Task description: In the records below, find every line with the word "that" and copy it.

——————————

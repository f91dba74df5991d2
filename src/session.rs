//! Line-oriented request session
//!
//! Stands in for a chat transport: each input line is one request, each
//! reply is written back followed by a blank line. Requests are handled
//! strictly one at a time, in arrival order.

use tokio::io::{AsyncBufRead, AsyncBufReadExt, AsyncWrite, AsyncWriteExt};
use tracing::{debug, info, warn};

use crate::commands::{render_menu, Dispatcher, Reply};
use crate::error::{Error, Result};

const NOT_TEXT: &str = "Request is not valid UTF-8 text.";

/// Serve requests until the reader hits EOF. Returns the number handled.
///
/// A line that is not UTF-8 gets an error reply and the session goes on.
pub async fn run_session<R, W>(
    dispatcher: &Dispatcher,
    mut reader: R,
    mut writer: W,
) -> Result<u64>
where
    R: AsyncBufRead + Unpin,
    W: AsyncWrite + Unpin,
{
    let mut buf = Vec::new();
    let mut handled = 0u64;

    loop {
        buf.clear();
        let read = reader
            .read_until(b'\n', &mut buf)
            .await
            .map_err(|e| Error::Internal(format!("Failed to read request: {}", e)))?;
        if read == 0 {
            break;
        }

        let reply = match std::str::from_utf8(&buf) {
            Ok(line) => {
                let line = line.trim();
                if line.is_empty() {
                    continue;
                }
                let reply = dispatcher.handle_line(line);
                debug!(request = line, show_menu = reply.show_menu, "Request handled");
                reply
            }
            Err(e) => {
                warn!(bytes = buf.len(), error = %e, "Request rejected");
                Reply {
                    text: NOT_TEXT.to_string(),
                    show_menu: false,
                }
            }
        };
        handled += 1;

        let mut out = reply.text;
        if reply.show_menu {
            out.push('\n');
            out.push_str(&render_menu());
        }
        out.push_str("\n\n");

        write_reply(&mut writer, &out)
            .await
            .map_err(|e| Error::Internal(format!("Failed to write reply: {}", e)))?;
    }

    Ok(handled)
}

async fn write_reply<W: AsyncWrite + Unpin>(writer: &mut W, out: &str) -> std::io::Result<()> {
    writer.write_all(out.as_bytes()).await?;
    writer.flush().await
}

/// Serve stdin/stdout until EOF or Ctrl+C
pub async fn serve_stdio(dispatcher: Dispatcher) -> Result<()> {
    let reader = tokio::io::BufReader::new(tokio::io::stdin());
    let writer = tokio::io::stdout();

    info!(
        env_file = %dispatcher.store().path().display(),
        records = dispatcher.store().len(),
        "Session started"
    );
    if dispatcher.store().is_empty() {
        warn!("Access list is empty, no user is allowed yet");
    }

    tokio::select! {
        result = run_session(&dispatcher, reader, writer) => {
            let handled = result?;
            info!(handled, "Input closed, session finished");
        }
        _ = tokio::signal::ctrl_c() => {
            info!("Shutdown signal received");
        }
    }

    Ok(())
}

#[cfg(test)]
mod tests {
    use super::*;
    use crate::store::{AccessStore, BudgetPolicy, EnvKeys};
    use std::fs;
    use std::sync::Arc;
    use tempfile::TempDir;

    fn dispatcher(tmp: &TempDir) -> Dispatcher {
        let path = tmp.path().join(".env");
        fs::write(&path, "MY_TELEGRAM_BOT_TOKEN=abc\n").unwrap();
        let store = AccessStore::open(&path, EnvKeys::default(), BudgetPolicy::Opaque).unwrap();
        Dispatcher::new(Arc::new(store))
    }

    #[tokio::test]
    async fn test_session_processes_lines_in_order() {
        let tmp = TempDir::new().unwrap();
        let d = dispatcher(&tmp);

        let input: &[u8] = b"/adduser 42 10\n\n/adduser 42 5\n/deleteuser 9\n";
        let mut output = Vec::new();
        let handled = run_session(&d, input, &mut output).await.unwrap();

        assert_eq!(handled, 3);
        let text = String::from_utf8(output).unwrap();
        let replies: Vec<&str> = text.split("\n\n").filter(|s| !s.is_empty()).collect();
        assert_eq!(replies.len(), 3);
        assert!(replies[0].starts_with("User added successfully.\nPlease choose:"));
        assert!(replies[1].starts_with("User already exists."));
        assert!(replies[2].starts_with("User not found."));

        assert_eq!(
            fs::read_to_string(tmp.path().join(".env")).unwrap(),
            "MY_TELEGRAM_BOT_TOKEN=abc\nALLOWED_TELEGRAM_USER_IDS=42\nUSER_BUDGETS=10\n"
        );
    }

    #[tokio::test]
    async fn test_session_usage_reply_has_no_menu() {
        let tmp = TempDir::new().unwrap();
        let d = dispatcher(&tmp);

        let input: &[u8] = b"/adduser 1\n";
        let mut output = Vec::new();
        run_session(&d, input, &mut output).await.unwrap();

        assert_eq!(
            String::from_utf8(output).unwrap(),
            "Usage: /adduser <user_id> <budget>\n\n"
        );
        assert!(d.store().is_empty());
    }

    #[tokio::test]
    async fn test_session_survives_non_utf8_line() {
        let tmp = TempDir::new().unwrap();
        let d = dispatcher(&tmp);

        let input: &[u8] = b"/adduser \xff 1\n/adduser 42 10\n";
        let mut output = Vec::new();
        let handled = run_session(&d, input, &mut output).await.unwrap();

        assert_eq!(handled, 2);
        let text = String::from_utf8(output).unwrap();
        assert!(text.starts_with("Request is not valid UTF-8 text.\n\n"));
        assert!(text.contains("User added successfully."));

        let records = d.store().list();
        assert_eq!(records.len(), 1);
        assert_eq!(records[0].identity, "42");
    }

    #[tokio::test]
    async fn test_session_last_line_without_newline() {
        let tmp = TempDir::new().unwrap();
        let d = dispatcher(&tmp);

        let input: &[u8] = b"/adduser 7 3";
        let mut output = Vec::new();
        run_session(&d, input, &mut output).await.unwrap();

        assert_eq!(d.store().len(), 1);
    }
}
//! Request parsing
//!
//! A request is one line of transport text, e.g. `/adduser 42 10`,
//! `/showusers@MyBot` or the callback data of a menu button.

use crate::error::{Error, Result};

use super::menu::MenuAction;

pub const ADD_USAGE: &str = "Usage: /adduser <user_id> <budget>";
pub const DELETE_USAGE: &str = "Usage: /deleteuser <user_id>";
pub const EDIT_USAGE: &str = "Usage: /editbudget <user_id> <new_budget>";

/// A parsed access list command
#[derive(Debug, Clone, PartialEq, Eq)]
pub enum Command {
    /// Show the menu
    Start,
    ShowUsers,
    AddUser { identity: String, budget: String },
    DeleteUser { identity: String },
    EditBudget { identity: String, budget: String },
}

/// Something a requester sent
#[derive(Debug, Clone, PartialEq, Eq)]
pub enum Request {
    Command(Command),
    Button(MenuAction),
}

impl Command {
    /// Build a command from its name and argument tokens.
    ///
    /// Missing arguments are a usage error; surplus arguments are ignored.
    pub fn from_tokens(name: &str, args: &[&str]) -> Result<Self> {
        let name = normalize_name(name);
        match name.as_str() {
            "start" | "menu" | "help" => Ok(Command::Start),
            "showusers" | "list" => Ok(Command::ShowUsers),
            "adduser" | "add" => match args {
                [identity, budget, ..] => Ok(Command::AddUser {
                    identity: identity.to_string(),
                    budget: budget.to_string(),
                }),
                _ => Err(Error::Usage { usage: ADD_USAGE }),
            },
            "deleteuser" | "delete" => match args {
                [identity, ..] => Ok(Command::DeleteUser {
                    identity: identity.to_string(),
                }),
                _ => Err(Error::Usage { usage: DELETE_USAGE }),
            },
            "editbudget" | "edit" => match args {
                [identity, budget, ..] => Ok(Command::EditBudget {
                    identity: identity.to_string(),
                    budget: budget.to_string(),
                }),
                _ => Err(Error::Usage { usage: EDIT_USAGE }),
            },
            _ => Err(Error::UnknownCommand { name }),
        }
    }

    /// Canonical command name, as a transport would register it
    pub fn name(&self) -> &'static str {
        match self {
            Command::Start => "start",
            Command::ShowUsers => "showusers",
            Command::AddUser { .. } => "adduser",
            Command::DeleteUser { .. } => "deleteuser",
            Command::EditBudget { .. } => "editbudget",
        }
    }

    /// Whether running the command can change the access list
    pub fn is_mutation(&self) -> bool {
        matches!(
            self,
            Command::AddUser { .. } | Command::DeleteUser { .. } | Command::EditBudget { .. }
        )
    }
}

impl Request {
    /// Parse one line of transport text
    pub fn parse(line: &str) -> Result<Self> {
        let mut tokens = line.split_whitespace();
        let Some(head) = tokens.next() else {
            return Err(Error::UnknownCommand {
                name: String::new(),
            });
        };
        let args: Vec<&str> = tokens.collect();
        Self::from_tokens(head, &args)
    }

    /// Command name and arguments as a transport delivers them; a name that
    /// is no command may still be a button's callback data
    pub fn from_tokens(name: &str, args: &[&str]) -> Result<Self> {
        match Command::from_tokens(name, args) {
            Err(Error::UnknownCommand { name }) => MenuAction::from_callback(&name)
                .map(Request::Button)
                .ok_or(Error::UnknownCommand { name }),
            other => other.map(Request::Command),
        }
    }
}

/// `/AddUser@MyBot` -> `adduser`
fn normalize_name(name: &str) -> String {
    let name = name.strip_prefix('/').unwrap_or(name);
    let name = name.split_once('@').map_or(name, |(cmd, _bot)| cmd);
    name.to_lowercase()
}

#[cfg(test)]
mod tests {
    use super::*;

    #[test]
    fn test_parse_slash_commands() {
        assert_eq!(
            Request::parse("/adduser 42 10").unwrap(),
            Request::Command(Command::AddUser {
                identity: "42".into(),
                budget: "10".into()
            })
        );
        assert_eq!(
            Request::parse("/deleteuser 7").unwrap(),
            Request::Command(Command::DeleteUser { identity: "7".into() })
        );
        assert_eq!(
            Request::parse("  /editbudget   7  3 ").unwrap(),
            Request::Command(Command::EditBudget {
                identity: "7".into(),
                budget: "3".into()
            })
        );
        assert_eq!(
            Request::parse("/showusers").unwrap(),
            Request::Command(Command::ShowUsers)
        );
    }

    #[test]
    fn test_bot_suffix_and_case_are_ignored() {
        assert_eq!(
            Request::parse("/ShowUsers@EnvBot").unwrap(),
            Request::Command(Command::ShowUsers)
        );
        assert_eq!(
            Request::parse("start").unwrap(),
            Request::Command(Command::Start)
        );
    }

    #[test]
    fn test_short_aliases() {
        assert_eq!(
            Command::from_tokens("add", &["1", "2"]).unwrap().name(),
            "adduser"
        );
        assert_eq!(
            Command::from_tokens("list", &[]).unwrap(),
            Command::ShowUsers
        );
    }

    #[test]
    fn test_missing_arguments_are_usage_errors() {
        match Command::from_tokens("adduser", &["1"]) {
            Err(Error::Usage { usage }) => assert_eq!(usage, ADD_USAGE),
            other => panic!("expected usage error, got {:?}", other),
        }
        assert!(matches!(
            Command::from_tokens("deleteuser", &[]),
            Err(Error::Usage { usage: DELETE_USAGE })
        ));
        assert!(matches!(
            Command::from_tokens("editbudget", &["1"]),
            Err(Error::Usage { usage: EDIT_USAGE })
        ));
    }

    #[test]
    fn test_extra_arguments_are_ignored() {
        assert_eq!(
            Command::from_tokens("deleteuser", &["1", "2", "3"]).unwrap(),
            Command::DeleteUser { identity: "1".into() }
        );
    }

    #[test]
    fn test_button_callbacks() {
        assert_eq!(
            Request::parse("show_users").unwrap(),
            Request::Button(MenuAction::ShowUsers)
        );
        assert_eq!(
            Request::parse("edit_budget").unwrap(),
            Request::Button(MenuAction::EditBudget)
        );
    }

    #[test]
    fn test_unknown_command() {
        match Request::parse("/frobnicate 1") {
            Err(Error::UnknownCommand { name }) => assert_eq!(name, "frobnicate"),
            other => panic!("expected unknown command, got {:?}", other),
        }
        assert!(Request::parse("   ").is_err());
    }

    #[test]
    fn test_mutation_flag() {
        assert!(!Command::ShowUsers.is_mutation());
        assert!(Command::DeleteUser { identity: "1".into() }.is_mutation());
    }
}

——————————

The answer:
/// A line that is not UTF-8 gets an error reply and the session goes on.
    /// Command name and arguments as a transport delivers them; a name that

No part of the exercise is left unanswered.